ベストセラー部隊の一人となった私は、会社員としての
株価が急上昇。忙しくも満ち足りた日々を送っていた。
しかし、ある日を境に、右肩上がりだったグラフはストップする。
きっかけは大きな事故だった

第21回 幸せバブルとその崩壊

私は幸せの絶頂にいた。

21世紀を目前にして、担当作が次々ベストセラーになり、そうするとヒト・モノ・おカネ(シゴトともいう)――が私のところへ集まってきた。

「あの頃ミルコさんは、経済を回していたよね(笑)」

と、古い友人が冷やかす。

そんな大げさな。

にしても、会社をやめて、大病をして、東京を離れ、将来ロシアの村に暮らしたいなぁ、なんて言っているいまの私に再会したら、当時の知り合いはみな意外に思うかもしれない。

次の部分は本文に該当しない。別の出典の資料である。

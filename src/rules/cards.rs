//! Resource cards.
//!
//! Each side may play one card per turn. Cards are gated independently of
//! character actions: playing one never marks a character as acted, except
//! Blossom Wall cast through a source character and Teleport, which counts
//! as the source's move.

use crate::board::TileId;
use crate::core::state::AuraLayers;
use crate::core::{CardKind, CharacterId, MatchState, Side};
use crate::effects::Targeting;
use crate::error::{ActionError, ActionResult};
use crate::events::{CardPlayed, CardRevealed, MoveEvent, Notification, Outbox};
use crate::status::StatusEffect;

use super::charge;

/// Optional fields of a card play.
#[derive(Clone, Copy, Debug, Default, PartialEq, Eq)]
pub struct CardArgs {
    pub tile: Option<TileId>,
    pub source: Option<CharacterId>,
    pub to_tile: Option<TileId>,
    pub target: Option<CharacterId>,
}

/// Play a card for `side`.
pub fn play_card(state: &mut MatchState, side: Side, card: CardKind, args: CardArgs, out: &mut Outbox) -> ActionResult<()> {
    if state.turn[side].card_played {
        return Err(ActionError::CardAlreadyPlayed);
    }
    let rules = state.config.rules.cards;
    let mut played = CardPlayed::new(card.wire_name(), side);

    match card {
        CardKind::Fireball | CardKind::Entangle | CardKind::IronSkin | CardKind::InvisibilityPotion => {
            let (rule, status) = match card {
                CardKind::Fireball => (Targeting::Enemy, rules.fireball),
                CardKind::Entangle => (Targeting::Enemy, rules.entangle),
                CardKind::IronSkin => (Targeting::Ally, rules.iron_skin),
                _ => (Targeting::Ally, rules.invisibility),
            };
            let target = card_target(state, side, args.target, rule)?;
            charge(state, side, card.cost_key())?;
            apply_status(state, target, status);
            played = played.with_target(Some(target));
        }

        CardKind::Cleanse => {
            let target = card_target(state, side, args.target, Targeting::AnyCharacter)?;
            charge(state, side, card.cost_key())?;
            if let Some(c) = state.characters.get_mut(&target) {
                c.status.clear();
            }
            played = played.with_target(Some(target));
        }

        CardKind::Scope => {
            charge(state, side, card.cost_key())?;
            state.turn[side].range_bonus_next += rules.scope_range;
        }

        CardKind::Siphon => {
            charge(state, side, card.cost_key())?;
            state.energy.siphon(side, rules.siphon_drain, rules.siphon_gain);
        }

        CardKind::Sprint | CardKind::SideStep | CardKind::Dash | CardKind::Blink => {
            let source = unmoved_source(state, side, args.source)?;
            charge(state, side, card.cost_key())?;
            let turn = &mut state.turn[side];
            match card {
                CardKind::Dash => turn.steps_bonus += rules.dash_steps,
                CardKind::Blink => turn.min_steps = turn.min_steps.max(rules.blink_min_steps),
                _ => turn.steps_bonus_next += rules.sprint_steps,
            }
            played = played.with_source(source);
        }

        CardKind::Wall => {
            let tile = args.tile.ok_or(ActionError::InvalidTarget("a tile is required"))?;
            open_tile(state, tile)?;
            charge(state, side, card.cost_key())?;
            state.walls.insert(tile, rules.wall_ttl);
            played = played.with_tile(Some(tile));
        }

        CardKind::Shatter => {
            let tile = args.tile.ok_or(ActionError::InvalidTarget("a tile is required"))?;
            if !state.is_walled(tile) {
                return Err(ActionError::NoWall(tile));
            }
            charge(state, side, card.cost_key())?;
            state.walls.remove(&tile);
            played = played.with_tile(Some(tile));
        }

        CardKind::BlossomWall => {
            let tile = args.tile.ok_or(ActionError::InvalidTarget("a tile is required"))?;
            if !state.board.contains(tile) {
                return Err(ActionError::UnknownTile(tile));
            }
            if state.is_walled(tile) {
                return Err(ActionError::Walled(tile));
            }
            if let Some(source) = args.source {
                let token = state.token(source).ok_or(ActionError::NotOnBoard(source))?;
                if token.owner != side {
                    return Err(ActionError::NotOwner(source));
                }
                if state.turn[side].acted.contains(&source) {
                    return Err(ActionError::AlreadyActed);
                }
            }
            charge(state, side, card.cost_key())?;
            place_aura_wall(state, side, tile);
            if let Some(source) = args.source {
                state.turn[side].acted.insert(source);
            }
            played = played.with_source(args.source).with_tile(Some(tile));
        }

        CardKind::Teleport => {
            let source = unmoved_source(state, side, args.source)?;
            let source = source.ok_or(ActionError::InvalidTarget("a source is required"))?;
            if state.character(source).is_some_and(|c| c.status.is_rooted()) {
                return Err(ActionError::Rooted);
            }
            let to = args.to_tile.ok_or(ActionError::InvalidTarget("a destination is required"))?;
            open_tile(state, to)?;
            let from = state.token(source).ok_or(ActionError::NotOnBoard(source))?.tile;
            let distance = state.board.distance(from, to, |_| false).ok_or(ActionError::Unreachable)?;
            if distance > rules.teleport_range {
                return Err(ActionError::OutOfRange { distance, limit: rules.teleport_range });
            }
            charge(state, side, card.cost_key())?;

            if let Some(token) = state.tokens.get_mut(&source) {
                token.tile = to;
                token.has_moved_ever = true;
            }
            state.turn[side].moved.insert(source);
            played = played.with_source(Some(source)).with_tile(Some(to));
            out.broadcast(Notification::CardPlayed(played));
            out.broadcast(Notification::Move(MoveEvent { id: source, owner: side, to_tile: to, captured_id: None }));
            finish(state, side, card);
            return Ok(());
        }
    }

    out.broadcast(Notification::CardPlayed(played));
    finish(state, side, card);
    Ok(())
}

/// Show a card without playing it. Needs affordability, spends nothing.
pub fn reveal_card(state: &mut MatchState, side: Side, card: CardKind, out: &mut Outbox) -> ActionResult<()> {
    let key = card.cost_key();
    let required = state.config.costs.cost(key);
    if !state.energy.can_pay(side, required) {
        let have = state.energy.balance(side);
        return Err(ActionError::InsufficientEnergy { card: key.to_string(), have, required });
    }
    state.last_discard[side] = Some(card.wire_name().to_string());
    out.broadcast(Notification::CardRevealed(CardRevealed { who: side, card: card.wire_name().to_string() }));
    Ok(())
}

fn finish(state: &mut MatchState, side: Side, card: CardKind) {
    state.turn[side].card_played = true;
    state.last_discard[side] = Some(card.display_name().to_string());
    tracing::debug!(room = %state.room, %side, %card, "card played");
}

fn apply_status(state: &mut MatchState, target: CharacterId, status: StatusEffect) {
    if let Some(c) = state.characters.get_mut(&target) {
        c.status.apply(status);
    }
}

/// Validate a character target for a card.
fn card_target(state: &MatchState, side: Side, target: Option<CharacterId>, rule: Targeting) -> ActionResult<CharacterId> {
    let id = target.ok_or(ActionError::InvalidTarget("a target is required"))?;
    state.token(id).ok_or(ActionError::NotOnBoard(id))?;
    if !rule.admits(side, id.side()) {
        return Err(ActionError::InvalidTarget(match rule {
            Targeting::Ally => "target must be an ally",
            _ => "target must be an enemy",
        }));
    }
    if id.side() != side && state.character(id).is_some_and(|c| c.status.is_invisible()) {
        return Err(ActionError::Invisible);
    }
    Ok(id)
}

/// Movement cards name an own character that has not moved yet, if they name one.
fn unmoved_source(state: &MatchState, side: Side, source: Option<CharacterId>) -> ActionResult<Option<CharacterId>> {
    let Some(id) = source else {
        return Ok(None);
    };
    let token = state.token(id).ok_or(ActionError::NotOnBoard(id))?;
    if token.owner != side {
        return Err(ActionError::NotOwner(id));
    }
    if state.turn[side].moved.contains(&id) {
        return Err(ActionError::AlreadyMoved);
    }
    Ok(Some(id))
}

fn open_tile(state: &MatchState, tile: TileId) -> ActionResult<()> {
    if !state.board.contains(tile) {
        return Err(ActionError::UnknownTile(tile));
    }
    if state.is_walled(tile) {
        return Err(ActionError::Walled(tile));
    }
    if state.is_occupied(tile) {
        return Err(ActionError::Occupied(tile));
    }
    Ok(())
}

/// Layer a centre on `tile` and a ring on its unwalled neighbours for `side`.
fn place_aura_wall(state: &mut MatchState, side: Side, tile: TileId) {
    let ttl = state.config.rules.aura_wall.ttl;
    let layer = |layers: Option<&AuraLayers>| {
        let mut layers = layers.cloned().unwrap_or_default();
        layers[side] = ttl;
        layers
    };
    let center = layer(state.aura_walls.get(&tile));
    state.aura_walls.insert(tile, center);

    let ring: Vec<TileId> = state
        .board
        .neighbors(tile)
        .iter()
        .copied()
        .filter(|t| !state.is_walled(*t))
        .collect();
    for t in ring {
        let layers = layer(state.aura_rings.get(&t));
        state.aura_rings.insert(t, layers);
    }
}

でも、もうちっとも経済を回していないこっち(現在の日々)のほうが断然いい。なぜなら自分でやったことはぜんぶ自分に還ってくると実感できるからである。

あの頃、経済をちょっとは回していたかもしれないが、目も回していた。忙しくて、なんだかよくわからなかったのである。

〈本を売る〉ためにやらなければならないことが、山ほどあった。

〈本を作る〉だけでもたいへんなのに、本を作っている途中から、本のプロモーションは始動する。

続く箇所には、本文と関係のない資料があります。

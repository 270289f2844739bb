//! Deterministic random number generation, one stream per match.
//!
//! ## Key Features
//!
//! - **Deterministic**: Same seed produces identical dice, coin flips and picks
//! - **Context streams**: Each room derives its own stream from the registry seed
//! - **Swappable**: The engine only sees [`RandomSource`], so tests can script rolls
//!
//! ```
//! use hex_tactics::core::{GameRng, RandomSource};
//!
//! let root = GameRng::new(42);
//! let mut a = root.for_context("room-1");
//! let mut b = root.for_context("room-1");
//! assert_eq!(a.roll(6), b.roll(6));
//! ```

use rand::{Rng, SeedableRng};
use rand_chacha::ChaCha8Rng;
use std::collections::VecDeque;
use std::hash::{Hash, Hasher};

/// Randomness consumed by a match.
///
/// Every random decision the engine makes (seat flip, background pick,
/// dice rolls) goes through this trait.
pub trait RandomSource: Send + std::fmt::Debug {
    /// Roll a die: uniform in `1..=sides`.
    fn roll(&mut self, sides: u32) -> u32;

    /// Fair coin flip.
    fn coin_flip(&mut self) -> bool;

    /// Uniform index in `0..len`. `len` must be non-zero.
    fn pick(&mut self, len: usize) -> usize;

    /// Clone into a new box; lets match drafts own their own copy.
    fn boxed_clone(&self) -> Box<dyn RandomSource>;
}

impl Clone for Box<dyn RandomSource> {
    fn clone(&self) -> Self {
        self.boxed_clone()
    }
}

/// Deterministic RNG backed by ChaCha8.
#[derive(Clone, Debug)]
pub struct GameRng {
    inner: ChaCha8Rng,
    seed: u64,
}

impl GameRng {
    /// Create a new RNG with the given seed.
    #[must_use]
    pub fn new(seed: u64) -> Self {
        Self {
            inner: ChaCha8Rng::seed_from_u64(seed),
            seed,
        }
    }

    /// Create an independent stream for a specific context.
    ///
    /// The registry uses the room id as context so every room gets its own
    /// reproducible stream from a single process seed.
    #[must_use]
    pub fn for_context(&self, context: &str) -> Self {
        use std::collections::hash_map::DefaultHasher;

        let mut hasher = DefaultHasher::new();
        self.seed.hash(&mut hasher);
        context.hash(&mut hasher);
        Self::new(hasher.finish())
    }
}

impl RandomSource for GameRng {
    fn roll(&mut self, sides: u32) -> u32 {
        self.inner.gen_range(1..=sides.max(1))
    }

    fn coin_flip(&mut self) -> bool {
        self.inner.gen_bool(0.5)
    }

    fn pick(&mut self, len: usize) -> usize {
        self.inner.gen_range(0..len.max(1))
    }

    fn boxed_clone(&self) -> Box<dyn RandomSource> {
        Box::new(self.clone())
    }
}

/// Scripted source that replays fixed die faces, then falls back to a seeded RNG.
///
/// Rolls are clamped into `1..=sides`. Coin flips and picks always come
/// from the fallback.
///
/// ```
/// use hex_tactics::core::{RandomSource, ScriptedDice};
///
/// let mut dice = ScriptedDice::new([3, 1]);
/// assert_eq!(dice.roll(3), 3);
/// assert_eq!(dice.roll(6), 1);
/// ```
#[derive(Clone, Debug)]
pub struct ScriptedDice {
    faces: VecDeque<u32>,
    fallback: GameRng,
}

impl ScriptedDice {
    #[must_use]
    pub fn new(faces: impl IntoIterator<Item = u32>) -> Self {
        Self {
            faces: faces.into_iter().collect(),
            fallback: GameRng::new(0),
        }
    }
}

impl RandomSource for ScriptedDice {
    fn roll(&mut self, sides: u32) -> u32 {
        match self.faces.pop_front() {
            Some(face) => face.clamp(1, sides.max(1)),
            None => self.fallback.roll(sides),
        }
    }

    fn coin_flip(&mut self) -> bool {
        self.fallback.coin_flip()
    }

    fn pick(&mut self, len: usize) -> usize {
        self.fallback.pick(len)
    }

    fn boxed_clone(&self) -> Box<dyn RandomSource> {
        Box::new(self.clone())
    }
}

#[cfg(test)]
mod tests {
    use super::*;

    #[test]
    fn test_determinism() {
        let mut rng1 = GameRng::new(42);
        let mut rng2 = GameRng::new(42);

        for _ in 0..100 {
            assert_eq!(rng1.roll(6), rng2.roll(6));
        }
    }

    #[test]
    fn test_different_seeds() {
        let mut rng1 = GameRng::new(1);
        let mut rng2 = GameRng::new(2);

        let seq1: Vec<_> = (0..10).map(|_| rng1.roll(1000)).collect();
        let seq2: Vec<_> = (0..10).map(|_| rng2.roll(1000)).collect();

        assert_ne!(seq1, seq2);
    }

    #[test]
    fn test_roll_bounds() {
        let mut rng = GameRng::new(7);
        for _ in 0..500 {
            let face = rng.roll(3);
            assert!((1..=3).contains(&face));
        }
    }

    #[test]
    fn test_context_is_deterministic_and_distinct() {
        let root = GameRng::new(42);
        let mut a1 = root.for_context("alpha");
        let mut a2 = root.for_context("alpha");
        let mut b = root.for_context("beta");

        let s1: Vec<_> = (0..10).map(|_| a1.roll(1000)).collect();
        let s2: Vec<_> = (0..10).map(|_| a2.roll(1000)).collect();
        let s3: Vec<_> = (0..10).map(|_| b.roll(1000)).collect();

        assert_eq!(s1, s2);
        assert_ne!(s1, s3);
    }

    #[test]
    fn test_boxed_clone_continues_same_stream() {
        let mut original: Box<dyn RandomSource> = Box::new(GameRng::new(9));
        original.roll(6);
        let mut copy = original.clone();
        assert_eq!(original.roll(20), copy.roll(20));
    }

    #[test]
    fn test_scripted_dice_clamps_and_falls_back() {
        let mut dice = ScriptedDice::new([9, 0]);
        assert_eq!(dice.roll(3), 3);
        assert_eq!(dice.roll(6), 1);
        let face = dice.roll(4);
        assert!((1..=4).contains(&face));
    }
}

本の中身とカバー・デザイン案が上がると、それを持って本の宣伝に協力してくれそうなメディアや人物を訪ね歩いた。テレビやラジオのプロデューサー・ディレクター、雑誌の編集者、新聞記者……といった人びとに会い、本を取り上げてくれるよう、お願いする。こちらのお願いを受け入れてもらうためには、まず相手のことを知らねばならないので、番組を見たり、雑誌を買って読んだり、記者の方の文章も事前に入手して読んでおく。その上で会いに行く、もしくは手紙を書く。その手紙と一緒に見本を送る……をしつこく繰り返した。

本が出来上がると、全国の書店を著者と一緒にまわったりもした。サイン会や講演会などのイベントを仕掛けるのも、編集者の仕事だった。

著者をのせるステージづくりに、毎回たいへんな手間がかかった。作家先生第一主義。前回書いたように、先輩からも「とにかく作家を最優先すること」との指導を受けている。作家先生に機嫌よくやってもらうため、書店や会場の担当者と事前に入念な打ち合わせをし、イベントに来る読者のみなさんにも、楽しく心地よくその時間を過ごしていただけるよう、ベストを尽くす。サインをする著者が使いやすいペンやお手拭き、飲み物などを用意するのはもちろん、著者の周囲に細やかに気を配り、椅子の配置や机の高さ、マイクの音量、お客さんと著者の距離……などなど手ぬかりのないよう、すみずみまで調整、チェックをした。担当編集者は自分へ作品を託してくれた著者に、恥をかかせるわけにはいかないのである。